Dr Michelle Antoinette, Monash University 

Dr Michelle Antoinette is a Senior Lecturer and Researcher in Art History and Theory at Monash University. Her research focuses on modern and contemporary Asian art histories, especially of Southeast Asia. Her significant publications include Reworlding Art History: Encounters with Contemporary Southeast Asian Art after 1990 and with Caroline Turner, Contemporary Asian Art and Exhibitions: Connectivities and World-making. The recipient of two prestigious Australian Research Council Fellowships, in 2020 she coedited a special issue of World Art with Francis Maravillas on ‘Contemporary Art Worlds and Art Publics in Southeast Asia’ connected to her project ‘Asian Art Publics’ (DE170100455). 


Dr Luise Guest 

Luise Guest is an independent writer and researcher. Her doctoral research project “(In)visible Ink: gender and Chineseness in contemporary Chinese art” examined the work of Chinese women artists who insert gendered subjectivities into contemporary translations and transformations of ink painting and calligraphy. Her writing about Chinese art has been published in The Australian and New Zealand Journal of Art, The Journal of Chinese Contemporary Art, Yishu Journal, and Art Monthly Australasia, and her book, Half the Sky: Conversations with Women Artists in China, was published in 2016 by Piper Press.

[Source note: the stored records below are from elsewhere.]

//! Service configuration.

use std::time::Duration;

use fxrefresh_common::{CurrencyRegistry, REFERENCE_BASE_CURRENCIES, REFERENCE_SECONDARY_CURRENCIES};
use fxrefresh_provider::{ExchangeRatesApiConfig, DEFAULT_BASE_URL};

/// Database configuration.
#[derive(Debug, Clone)]
pub struct DatabaseConfig {
    pub host: String,
    pub port: u16,
    pub user: String,
    pub password: String,
    pub database: String,
    /// Pool size.
    pub max_connections: u32,
    /// Connection attempts before giving up at startup.
    pub connect_attempts: u32,
    /// Delay between connection attempts.
    pub connect_delay: Duration,
    /// Full connection URL, takes precedence over the individual fields.
    pub url: Option<String>,
}

impl Default for DatabaseConfig {
    fn default() -> Self {
        Self {
            host: "localhost".to_string(),
            port: 5432,
            user: "postgres".to_string(),
            password: String::new(),
            database: "fxrefresh".to_string(),
            max_connections: 1,
            connect_attempts: 5,
            connect_delay: Duration::from_secs(1),
            url: None,
        }
    }
}

impl DatabaseConfig {
    /// Connection URL.
    pub fn url(&self) -> String {
        match &self.url {
            Some(url) => url.clone(),
            None => format!(
                "postgres://{}:{}@{}:{}/{}?sslmode=disable",
                self.user, self.password, self.host, self.port, self.database
            ),
        }
    }
}

/// Refresh pipeline sizing.
#[derive(Debug, Clone)]
pub struct PipelineConfig {
    /// Number of consumer workers.
    pub workers: usize,
    /// Refresh queue capacity.
    pub queue_capacity: usize,
}

impl Default for PipelineConfig {
    fn default() -> Self {
        Self {
            workers: 5,
            queue_capacity: 5,
        }
    }
}

impl PipelineConfig {
    /// Validate pipeline sizing.
    pub fn validate(&self) -> Result<(), String> {
        if self.workers == 0 {
            return Err("Worker count cannot be 0".to_string());
        }

        if self.queue_capacity == 0 {
            return Err("Queue capacity cannot be 0".to_string());
        }

        Ok(())
    }
}

/// Rate provider configuration.
#[derive(Debug, Clone)]
pub struct ProviderConfig {
    pub base_url: String,
    pub api_key: String,
    pub timeout: Duration,
    /// Log raw provider responses.
    pub debug: bool,
}

impl Default for ProviderConfig {
    fn default() -> Self {
        Self {
            base_url: DEFAULT_BASE_URL.to_string(),
            api_key: String::new(),
            timeout: Duration::from_secs(60),
            debug: false,
        }
    }
}

impl ProviderConfig {
    /// Configuration for the exchangeratesapi.io client.
    pub fn client_config(&self) -> ExchangeRatesApiConfig {
        ExchangeRatesApiConfig {
            base_url: self.base_url.clone(),
            api_key: self.api_key.clone(),
            timeout: self.timeout,
            debug: self.debug,
        }
    }
}

/// Supported currency allow-lists.
#[derive(Debug, Clone)]
pub struct CurrencyConfig {
    pub base: Vec<String>,
    pub secondary: Vec<String>,
}

impl Default for CurrencyConfig {
    fn default() -> Self {
        Self {
            base: REFERENCE_BASE_CURRENCIES.iter().map(|c| c.to_string()).collect(),
            secondary: REFERENCE_SECONDARY_CURRENCIES
                .iter()
                .map(|c| c.to_string())
                .collect(),
        }
    }
}

impl CurrencyConfig {
    /// Build the immutable registry.
    pub fn registry(&self) -> CurrencyRegistry {
        CurrencyRegistry::new(&self.base, &self.secondary)
    }
}

/// Main service configuration.
#[derive(Debug, Clone, Default)]
pub struct ServiceConfig {
    pub database: DatabaseConfig,
    pub pipeline: PipelineConfig,
    pub provider: ProviderConfig,
    pub currencies: CurrencyConfig,
    /// Log level used when `RUST_LOG` is unset.
    pub log_level: Option<String>,
}

impl ServiceConfig {
    /// Load configuration from environment variables.
    pub fn from_env() -> Self {
        Self::from_source(|key| std::env::var(key).ok())
    }

    /// Load configuration from an arbitrary key lookup, on top of the defaults.
    pub fn from_source<F>(get: F) -> Self
    where
        F: Fn(&str) -> Option<String>,
    {
        let mut config = Self::default();

        if let Some(host) = get("PG_DATABASE_HOST") {
            config.database.host = host;
        }

        if let Some(port) = get("PG_DATABASE_PORT").and_then(|p| p.trim().parse().ok()) {
            config.database.port = port;
        }

        if let Some(user) = get("PG_DATABASE_USER") {
            config.database.user = user;
        }

        if let Some(password) = get("PG_DATABASE_PASSWORD") {
            config.database.password = password;
        }

        if let Some(database) = get("PG_DATABASE_DB") {
            config.database.database = database;
        }

        // Anything unparsable means a single connection.
        if let Some(max) = get("PG_POOL_MAX") {
            config.database.max_connections = max.trim().parse().unwrap_or(1);
        }

        if let Some(url) = get("DATABASE_URL") {
            config.database.url = Some(url);
        }

        if let Some(workers) = get("REFRESH_WORKERS").and_then(|w| w.trim().parse().ok()) {
            config.pipeline.workers = workers;
        }

        if let Some(capacity) = get("REFRESH_QUEUE_CAPACITY").and_then(|c| c.trim().parse().ok()) {
            config.pipeline.queue_capacity = capacity;
        }

        if let Some(url) = get("EXCHANGERATES_API_URL") {
            config.provider.base_url = url;
        }

        if let Some(key) = get("EXCHANGERATES_API_KEY") {
            config.provider.api_key = key;
        }

        if let Some(secs) = get("EXCHANGERATES_TIMEOUT_SECS").and_then(|s| s.trim().parse().ok()) {
            config.provider.timeout = Duration::from_secs(secs);
        }

        if let Some(debug) = get("EXCHANGERATES_DEBUG") {
            config.provider.debug = matches!(debug.trim(), "1" | "true" | "TRUE" | "yes");
        }

        if let Some(list) = get("SUPPORTED_BASE_CURRENCIES") {
            config.currencies.base = split_list(&list);
        }

        if let Some(list) = get("SUPPORTED_SECONDARY_CURRENCIES") {
            config.currencies.secondary = split_list(&list);
        }

        if let Some(level) = get("LOG_LEVEL") {
            config.log_level = Some(level);
        }

        config
    }

    /// Validate configuration.
    pub fn validate(&self) -> Result<(), String> {
        self.pipeline.validate()?;

        if self.database.max_connections == 0 {
            return Err("Database pool size cannot be 0".to_string());
        }

        if self.database.url().trim().is_empty() {
            return Err("Database URL cannot be empty".to_string());
        }

        if self.currencies.registry().is_empty() {
            return Err("Supported currency lists cannot be empty".to_string());
        }

        Ok(())
    }
}

fn split_list(list: &str) -> Vec<String> {
    list.split(',')
        .map(str::trim)
        .filter(|code| !code.is_empty())
        .map(str::to_string)
        .collect()
}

Her research interests include gender and national identity in contemporary art from China. 


Huixian Dong, Arizona State University 

Huixian Dong holds a BA degree (public art) and an MFA degree (arts management). She is now a Ph.D. (art history) candidate in her last year at Arizona State University. Her dissertation aims to discover women artists' missing voices in contemporary Chinese art from 1989 to now. Besides her research, she is the curator of the Agnes Smedley exhibition bringing the archive from the Arizona State University Library Special Collection to one major museum and three universities in China. She also volunteers as the academic advisor of the Litang Asian creative community in NYC. 


Louise Anne M. Salas, University of Auckland Waipapa Taumata Rau 

Louise Anne M. Salas is a PhD candidate in Art History at the University of Auckland Waipapa Taumata Rau. Her research is on women artists in New Zealand and the Philippines who were active in the 1970s to 2000. She is an Assistant Professor (on study leave) at the Department of Art Studies, University of the Philippines, Diliman where she teaches general Humanities, Philippine art and curatorial studies courses.